From the listing that follows, count the lines including "response" and give the number alone.

• [Data for the task]
==========

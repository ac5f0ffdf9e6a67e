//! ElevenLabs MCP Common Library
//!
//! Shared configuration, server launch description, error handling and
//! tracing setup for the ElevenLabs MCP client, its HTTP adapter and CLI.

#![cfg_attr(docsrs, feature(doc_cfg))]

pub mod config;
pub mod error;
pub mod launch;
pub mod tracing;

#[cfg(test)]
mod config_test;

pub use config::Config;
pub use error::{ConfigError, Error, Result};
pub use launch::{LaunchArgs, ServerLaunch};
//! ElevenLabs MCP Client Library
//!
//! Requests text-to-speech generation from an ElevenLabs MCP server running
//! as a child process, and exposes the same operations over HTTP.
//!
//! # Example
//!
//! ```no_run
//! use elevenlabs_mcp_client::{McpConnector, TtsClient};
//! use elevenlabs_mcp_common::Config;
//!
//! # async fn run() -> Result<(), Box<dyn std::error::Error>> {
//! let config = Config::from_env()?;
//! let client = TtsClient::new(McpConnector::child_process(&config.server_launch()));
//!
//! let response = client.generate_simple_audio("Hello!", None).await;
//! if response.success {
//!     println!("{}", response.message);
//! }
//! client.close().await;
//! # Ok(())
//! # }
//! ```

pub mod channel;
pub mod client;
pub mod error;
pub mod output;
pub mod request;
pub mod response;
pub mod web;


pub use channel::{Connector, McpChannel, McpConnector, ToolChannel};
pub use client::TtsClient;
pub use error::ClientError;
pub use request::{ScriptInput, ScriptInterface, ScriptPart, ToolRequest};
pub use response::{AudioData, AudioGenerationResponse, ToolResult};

==========

• [Answer to this task]
5